Emerging economic trends

Published October 1, 2007


The performance of the economy in two months of this fiscal year has raised questions about the pace of the growth. A key issue is: how would the external sector fare?

Exports are not growing at the desired pace. Foreign portfolio investment has remained negative so far and is unlikely to reach the last year’s level more so because the prospects of generating foreign exchange through euro bonds are not so promising.

The privatisation process has come to a halt. Foreign direct investment and workers’ remittances continue to show a strong growth but the investment may falter because of the political uncertainties. The real sector of the economy has so far shown mixed trends. In agriculture, cotton production is likely to reach 14 million bales despite the attack of mealy bug and curl leaf virus. The production of wheat, rice and sugarcane are also likely to remain strong though rice production might see a nominal decline due to heavy monsoon rains and flooding. Water availability is at its peak and there are no chances of major or minor crops suffering because of its shortage.
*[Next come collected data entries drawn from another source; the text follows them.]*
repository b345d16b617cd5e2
//! Core types and traits for the Marquee movie catalog.
//!
//! This crate provides the movie domain model, the schema validator used on
//! every write, and the store/catalog seams shared by the storage, catalog
//! and gateway crates.

pub mod catalog;
pub mod error;
pub mod genre;
pub mod id;
pub mod movie;
pub mod repository;
pub mod schema;

pub use catalog::Catalog;
pub use error::{CatalogError, FieldIssue, IssueCode, StorageError, ValidationError};
pub use genre::Genre;
pub use id::MovieId;
pub use movie::{Movie, MoviePatch, NewMovie, DEFAULT_RATE};
pub use repository::{ReadRepository, Repository};
pub use schema::Schema;
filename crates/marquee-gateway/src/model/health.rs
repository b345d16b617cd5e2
use serde::Serialize;

#[derive(Serialize)]
pub struct HealthResponse {
    pub status: &'static str,
}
In the industrial sector, there are signs that production would decline because of high cost of finance, labour and utilities. In the last fiscal year, large scale manufacturing sector had risen 8.4 against 10.7 per cent a year ago. No data about LSM production for the first two months of this year is available but industrialists say and exports’ volumes suggest that full capacity utilisation is not there.

Statistics on the performance of the services sector are also not available. But banks and financial institutions might continue to show strong results. Despite all moral suasion by the State Bank, the banking spread is still at 730 basis points, far higher than in India and other regional countries. This gives the banks a lot of opportunity to make huge profits. Some banks are likely to earn handsome profits as those which have completed the process of mergers and acquisitions are now geared to enter into new businesses. Two of these areas are agricultural and SME financing.

In July-August FY08 banks’ lending to agricultural sector rose 18 per cent to Rs25.8 billion. Bankers say their farm lending would rise further in coming months but they also realise that recovery of farm loans would be a problem this year. Farmers have suffered cash equivalent losses of billions of rupees because of rains and floods.

Disbursement of bank credit to the entire private sector has slowed down. Bankers and business indicate that the appetite for private sector credit is low due to a slower growth in industrial activity. The banks have also tightened credit appraisals to prevent borrowers from using part of the bank credit in making speculative investment in stocks and real estate.

No data about private sector credit off-take in this fiscal year is available. But the recently released SBP statistics show that in the last fiscal year the private sector borrowed Rs366 billion from banks, down from Rs402 billion a year earlier and below the target of Rs390 billion.

On the other hand, the government borrowing from banks for budgetary support totalled Rs102 billion in FY07 up from Rs67 billion in FY06 but lower than the target of Rs120 billion set for FY07. Fortunately, the government managed a much better borrowing mix in the last fiscal year. It borrowed Rs160 billion from commercial banks and retired Rs58 billion worth of SBP loans, thus mitigating the impact on inflation. A year earlier the situation was in total contrast: the government had borrowed Rs135 billion from SBP and retired Rs68 billion loans of commercial banks thus fuelling the flames of inflation.
From this fiscal year onwards, the government is bound to keep its inflationary borrowing from the central bank within limits determined jointly by the SBP and the ministry of finance. This coupled with the overall tightening of the monetary policy has so far kept inflation below the targeted level of 6.5 per cent for this fiscal year.

But the problem is that food inflation is still much higher than overall CPI inflation, which means that inflation is hitting the poor harder. The mishandling of wheat crisis and the resultant price hike shows that handling of inflation through administrative means remains a far cry.

In the first two months of this fiscal year the rupee remained somewhat firm—thanks to sufficient inflows of foreign exchange through various channels. But in the third month it started to fall more rapidly as the outflows outdid the inflows.

Between July 1-September 28 the rupee shed 23 paisa or 0.4 per cent of its value against the dollar. On September 28 the rupee closed at 60.70 a dollar down from 60.47 on June 30.